Tutorial on Machine Learning & Data Analytics
AI/Machine Learning/Deep Learning
Big Data Analytics
TimeWednesday, June 27th11:30am - 12:30pm
DescriptionThe tutorial offers basics of analyzing data with machine learning and data analytics algorithms in order to understand foundations of learning from large quantities of data. This tutorial requires no previous knowledge of machine learning or data analytics techniques. It consists of general methods for data analysis in order to understand clustering, classification, and regression by using High Performance Computing (HPC). This includes a short discussion of test datasets, training datasets, and validation datasets required to learn from data with a high accuracy. Easy application examples in context are given to foster the theoretical tutorial elements that also will illustrate problems like overfitting followed by mechanisms such as validation and regularization that prevent such problems.

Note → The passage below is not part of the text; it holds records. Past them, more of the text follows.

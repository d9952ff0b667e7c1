//! # Meridian DEX SDK
//!
//! A client-side SDK for Meridian AMM pools. It mirrors the on-chain
//! constant-product math bit for bit, derives slippage-protected
//! transaction parameters, and drives a submitted transaction to a
//! terminal outcome. The SDK never talks to a chain itself: state reads,
//! transaction submission and receipt lookups are capabilities the host
//! application provides through three small traits.
//!
//! ## 🚀 Quick Start
//!
//! ### Installation
//!
//! Add this to your `Cargo.toml`:
//!
//! ```toml
//! [dependencies]
//! meridian-sdk = "0.2"
//! ```
//!
//! ### Basic Setup
//!
//! ```rust,ignore
//! use std::sync::Arc;
//! use meridian_sdk::{MeridianSDK, TokenAddress};
//!
//! // Collaborators implement PoolStateSource, TransactionSubmitter and
//! // ReceiptSource against your provider of choice.
//! let router = TokenAddress::new("0x7a250d5630b4cf539739df2c5dacb4c659f2488d")?;
//! let mut sdk = MeridianSDK::new(state_source, submitter, receipts, router);
//! ```
//!
//! ## 📖 Usage Patterns
//!
//! ### Quoting and swapping
//!
//! ```rust,ignore
//! use meridian_sdk::{Session, SlippageBound, SwapMode, ConfirmConfig, CancelToken};
//!
//! let usdc = TokenAddress::new("0xa0b86991c6218b36c1d19d4a2e9eb0ce3606eb48")?;
//! let weth = TokenAddress::new("0xc02aaa39b223fe8d0a0e5c4f27ead9083c756cc2")?;
//!
//! // Amounts enter as decimal strings and scale by the token's decimals.
//! let amount_in = meridian_sdk::scale_to_integer("1.5", 18)?;
//!
//! let quote = sdk.quote(&weth, &usdc, &amount_in).await?;
//! println!("expected out: {}", meridian_sdk::format_integer(&quote.out_amount, 6));
//!
//! // Slippage input is validated and clamped; safe mode lowers the ceiling.
//! let slippage = SlippageBound::resolve(Some("5"), true);
//!
//! let swap = sdk.swap_call(
//!     &session,
//!     &weth,
//!     &usdc,
//!     &quote,
//!     SwapMode::ExactIn,
//!     slippage,
//!     deadline,
//! )?;
//!
//! // Submit and poll until the outcome is known (or the retry budget runs
//! // out, which reports Unresolved rather than failing).
//! let cancel = CancelToken::new();
//! let outcome = sdk.execute(&swap.call, ConfirmConfig::default(), &cancel).await?;
//! println!("outcome: {:?}", outcome);
//! ```
//!
//! ### Liquidity
//!
//! ```rust,ignore
//! // Counter-amount for a deposit at the current reserve ratio.
//! let amount_b = sdk.deposit_counter_amount(&weth, &amount_a)?;
//!
//! // Both deposit amounts are bounded below - the contract may take less
//! // than desired, never less than the minimum.
//! let add = sdk.add_liquidity_call(&session, &weth, &usdc, &amount_a, &amount_b, slippage, deadline)?;
//!
//! // Withdrawals are priced against a fresh snapshot, including
//! // protocol-fee dilution, before the floors are derived.
//! let remove = sdk.remove_liquidity_call(&session, &weth, &usdc, &liquidity, slippage, deadline)?;
//! ```
//!
//! ## ⚠️ Reserve ordering
//!
//! Pools store reserves in sorted token order: the lexicographically
//! smaller address (compared case-insensitively) is token0. Mixing that
//! order up produces silently wrong quotes, so the SDK sorts on entry:
//! [`ReservePair`] pins each reserve to its token at construction and
//! every public operation accepts tokens in caller order.
//!
//! ## 🔧 Error handling
//!
//! Format and arithmetic errors ([`AmmError`]) are terminal for the call
//! that raised them and are never retried. Submission rejections surface
//! immediately. Only receipt polling retries, and when its budget runs out
//! the result is the distinct [`TransactionOutcome::Unresolved`]. The
//! hash is always carried so the user can check a block explorer.
//!
//! ## 📄 License
//!
//! MIT License - see LICENSE file for details.

mod amm; // Private module - users should use re-exported types
mod constants;
mod decimal;
mod error;
mod lifecycle;
mod math;
mod sdk;
mod slippage;
mod utils;

pub use sdk::{BoundedLiquidityCall, BoundedSwap, MeridianSDK, SwapBound};

// Re-export commonly used AMM types for easier access
pub use amm::{
    LiquiditySnapshot, PoolSnapshot, PoolStateSource, Quote, RawPoolState, ReservePair, Session,
    SessionEvent, SwapMode, TokenAddress,
};

pub use decimal::{format_integer, scale_to_integer};
pub use error::AmmError;
pub use lifecycle::{
    CancelToken, ConfirmConfig, LifecycleState, PreparedCall, Receipt, ReceiptSource,
    TransactionLifecycle, TransactionOutcome, TransactionSubmitter, TxHash,
};
pub use math::{
    amounts_on_remove, effective_total_supply, quote_amount_in, quote_amount_out,
    quote_counter_amount,
};
pub use slippage::SlippageBound;
pub use utils::{IntegerEncoding, needs_approval, parse_big_integer, to_hex_prefixed};

pub use constants::{
    CONFIRM_INITIAL_DELAY_MS, CONFIRM_MAX_RETRIES, CONFIRM_POLL_INTERVAL_MS, DEFAULT_SLIPPAGE,
    MIN_SLIPPAGE, SAFE_MODE_MAX_SLIPPAGE, SWAP_FEE_DENOMINATOR, SWAP_FEE_NUMERATOR,
    UNRESTRICTED_MAX_SLIPPAGE, swap_fee_percent,
};
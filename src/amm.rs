use std::fmt;

use anyhow::Result;
use async_trait::async_trait;
use num_bigint::BigUint;
use rust_decimal::Decimal;

use crate::error::AmmError;
use crate::utils::{IntegerEncoding, parse_big_integer};

/// An EVM-style token address, normalized to lowercase.
///
/// The derived ordering on the normalized form is the case-insensitive
/// lexicographic order that decides which token a pool stores as token0.
#[derive(Debug, Clone, PartialEq, Eq, PartialOrd, Ord, Hash)]
pub struct TokenAddress(String);

impl TokenAddress {
    pub fn new(raw: &str) -> Result<Self, AmmError> {
        let trimmed = raw.trim();
        let digits = trimmed
            .strip_prefix("0x")
            .or_else(|| trimmed.strip_prefix("0X"));
        match digits {
            Some(h) if h.len() == 40 && h.bytes().all(|b| b.is_ascii_hexdigit()) => {
                Ok(Self(format!("0x{}", h.to_ascii_lowercase())))
            }
            _ => Err(AmmError::InvalidFormat(format!("not a token address: {raw}"))),
        }
    }

    pub fn as_str(&self) -> &str {
        &self.0
    }

    /// Raw 20-byte form, used when encoding call data.
    pub fn to_bytes(&self) -> [u8; 20] {
        let mut out = [0u8; 20];
        hex::decode_to_slice(&self.0[2..], &mut out).expect("address is validated hex");
        out
    }

    /// Canonical pool ordering: the smaller address is token0.
    pub fn sort(a: Self, b: Self) -> (Self, Self) {
        if a <= b { (a, b) } else { (b, a) }
    }
}

impl fmt::Display for TokenAddress {
    fn fmt(&self, f: &mut fmt::Formatter<'_>) -> fmt::Result {
        f.write_str(&self.0)
    }
}

/// Reserves bound to a sorted token pair.
///
/// `reserve0` always belongs to token0, the smaller address. The
/// constructor takes tokens and reserves in caller order and performs the
/// sort and the reserve swap in one motion, so a mismatched pairing cannot
/// be introduced afterwards.
#[derive(Debug, Clone)]
pub struct ReservePair {
    token0: TokenAddress,
    token1: TokenAddress,
    reserve0: BigUint,
    reserve1: BigUint,
}

impl ReservePair {
    pub fn new(
        token_a: TokenAddress,
        reserve_a: BigUint,
        token_b: TokenAddress,
        reserve_b: BigUint,
    ) -> Self {
        if token_a <= token_b {
            Self {
                token0: token_a,
                token1: token_b,
                reserve0: reserve_a,
                reserve1: reserve_b,
            }
        } else {
            Self {
                token0: token_b,
                token1: token_a,
                reserve0: reserve_b,
                reserve1: reserve_a,
            }
        }
    }

    pub fn token0(&self) -> &TokenAddress {
        &self.token0
    }

    pub fn token1(&self) -> &TokenAddress {
        &self.token1
    }

    pub fn reserve0(&self) -> &BigUint {
        &self.reserve0
    }

    pub fn reserve1(&self) -> &BigUint {
        &self.reserve1
    }

    pub fn contains(&self, token: &TokenAddress) -> bool {
        token == &self.token0 || token == &self.token1
    }

    /// Reserves oriented for a swap out of `token_in`, as
    /// `(reserve_in, reserve_out)`.
    pub fn oriented(&self, token_in: &TokenAddress) -> Result<(&BigUint, &BigUint), AmmError> {
        if token_in == &self.token0 {
            Ok((&self.reserve0, &self.reserve1))
        } else if token_in == &self.token1 {
            Ok((&self.reserve1, &self.reserve0))
        } else {
            Err(AmmError::InvalidFormat(format!(
                "token {token_in} is not part of this pair"
            )))
        }
    }
}

/// One remove-liquidity pricing snapshot, in sorted (token0, token1) order.
///
/// Reserves change every block, so a snapshot is read fresh before each
/// quote and never reused across operations. Balances may exceed reserves
/// when a transfer landed without a sync.
#[derive(Debug, Clone)]
pub struct LiquiditySnapshot {
    pub total_supply: BigUint,
    pub k_last: BigUint,
    pub reserve0: BigUint,
    pub reserve1: BigUint,
    pub balance0: BigUint,
    pub balance1: BigUint,
}

/// Over-the-wire pool state, before parsing.
///
/// Every quantity arrives as an opaque string in caller (`a`, `b`) token
/// order; `encoding` declares how all of them are encoded.
#[derive(Debug, Clone)]
pub struct RawPoolState {
    pub token_a: String,
    pub token_b: String,
    pub reserve_a: String,
    pub reserve_b: String,
    pub balance_a: String,
    pub balance_b: String,
    pub total_supply: String,
    pub k_last: String,
    pub encoding: IntegerEncoding,
}

impl RawPoolState {
    /// Parse and sort into a [`PoolSnapshot`].
    pub fn parse(&self) -> Result<PoolSnapshot, AmmError> {
        let token_a = TokenAddress::new(&self.token_a)?;
        let token_b = TokenAddress::new(&self.token_b)?;
        if token_a == token_b {
            return Err(AmmError::InvalidFormat(format!(
                "pool tokens must differ: {token_a}"
            )));
        }

        let reserve_a = parse_big_integer(&self.reserve_a, self.encoding)?;
        let reserve_b = parse_big_integer(&self.reserve_b, self.encoding)?;
        let balance_a = parse_big_integer(&self.balance_a, self.encoding)?;
        let balance_b = parse_big_integer(&self.balance_b, self.encoding)?;
        let total_supply = parse_big_integer(&self.total_supply, self.encoding)?;
        let k_last = parse_big_integer(&self.k_last, self.encoding)?;

        let a_is_token0 = token_a <= token_b;
        let pair = ReservePair::new(token_a, reserve_a, token_b, reserve_b);
        let (balance0, balance1) = if a_is_token0 {
            (balance_a, balance_b)
        } else {
            (balance_b, balance_a)
        };

        Ok(PoolSnapshot {
            pair,
            balance0,
            balance1,
            total_supply,
            k_last,
        })
    }
}

/// Parsed pool state for one quoting operation.
#[derive(Debug, Clone)]
pub struct PoolSnapshot {
    pub(crate) pair: ReservePair,
    pub(crate) balance0: BigUint,
    pub(crate) balance1: BigUint,
    pub(crate) total_supply: BigUint,
    pub(crate) k_last: BigUint,
}

impl PoolSnapshot {
    pub fn pair(&self) -> &ReservePair {
        &self.pair
    }

    pub fn liquidity_snapshot(&self) -> LiquiditySnapshot {
        LiquiditySnapshot {
            total_supply: self.total_supply.clone(),
            k_last: self.k_last.clone(),
            reserve0: self.pair.reserve0.clone(),
            reserve1: self.pair.reserve1.clone(),
            balance0: self.balance0.clone(),
            balance1: self.balance1.clone(),
        }
    }
}

/// Swap mode (exact in/out)
#[derive(Debug, Clone, PartialEq, Eq, Copy)]
pub enum SwapMode {
    ExactIn,
    ExactOut,
}

/// Quote result
#[derive(Debug, Clone)]
pub struct Quote {
    pub in_amount: BigUint,
    pub out_amount: BigUint,
    pub fee_amount: BigUint,
    pub fee_pct: Decimal,
}

/// One wallet session, passed explicitly into every operation that encodes
/// a transaction. There is no ambient global session.
#[derive(Debug, Clone)]
pub struct Session {
    pub account: TokenAddress,
    pub chain_id: u64,
}

/// Discrete wallet/chain change events delivered by the host application.
///
/// The core reacts by dropping its cached pool snapshot; it never calls
/// back into the host.
#[derive(Debug, Clone)]
pub enum SessionEvent {
    AccountChanged(TokenAddress),
    ChainChanged(u64),
}

/// Reads raw pool state for a sorted token pair from the chain.
#[async_trait]
pub trait PoolStateSource: Send + Sync {
    async fn fetch_pool_state(
        &self,
        token0: &TokenAddress,
        token1: &TokenAddress,
    ) -> Result<RawPoolState>;
}

#[cfg(test)]
mod tests {
    use super::*;

    #[test]
    fn addresses_normalize_and_order_case_insensitively() {
        let upper = TokenAddress::new("0xAAAAAAAAAAAAAAAAAAAAAAAAAAAAAAAAAAAAAAAA").unwrap();
        let lower = TokenAddress::new("0xaaaaaaaaaaaaaaaaaaaaaaaaaaaaaaaaaaaaaaaa").unwrap();
        assert_eq!(upper, lower);

        let b = TokenAddress::new("0xBBBBBBBBBBBBBBBBBBBBBBBBBBBBBBBBBBBBBBBB").unwrap();
        let (token0, token1) = TokenAddress::sort(b.clone(), upper.clone());
        assert_eq!(token0, upper);
        assert_eq!(token1, b);
    }

    #[test]
    fn reserve_pair_swaps_reserves_with_the_tokens() {
        let a = TokenAddress::new("0x00000000000000000000000000000000000000bb").unwrap();
        let b = TokenAddress::new("0x00000000000000000000000000000000000000aa").unwrap();
        // caller order (a=bb, b=aa) is reversed by the sort
        let pair = ReservePair::new(a.clone(), BigUint::from(7u32), b.clone(), BigUint::from(9u32));
        assert_eq!(pair.token0(), &b);
        assert_eq!(pair.reserve0(), &BigUint::from(9u32));
        assert_eq!(pair.reserve1(), &BigUint::from(7u32));

        let (reserve_in, reserve_out) = pair.oriented(&a).unwrap();
        assert_eq!(reserve_in, &BigUint::from(7u32));
        assert_eq!(reserve_out, &BigUint::from(9u32));
    }
}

The tutorial will start from a very simple application example in order to teach foundations like the role of features in data, linear separability, or decision boundaries for machine learning models. In particular this tutorial will point to key challenges in analyzing large quantities of data sets (aka ‘big data’) in order to motivate the use of parallel and scalable machine learning algorithms and advanced data analytics techniques. The tutorial thus targets specific challenges in analyzing large quantities of datasets that cannot be analyzed with traditional serial methods provided by tools such as R, SAS, or Matlab. This includes several challenges as part of the machine learning algorithms, the distribution of data, or the process of performing validation. The tutorial will introduce selected solutions to overcome these challenges using parallel and scalable computing techniques based on the Message Passing Interface (MPI) and OpenMP that run on massively parallel High Performance Computing (HPC) platforms. The tutorial ends with a short introduction to deep learning that emerged as a promising disruptive approach, allowing knowledge discovery from large datasets in an unprecedented effectiveness and efficiency using GPGPUs.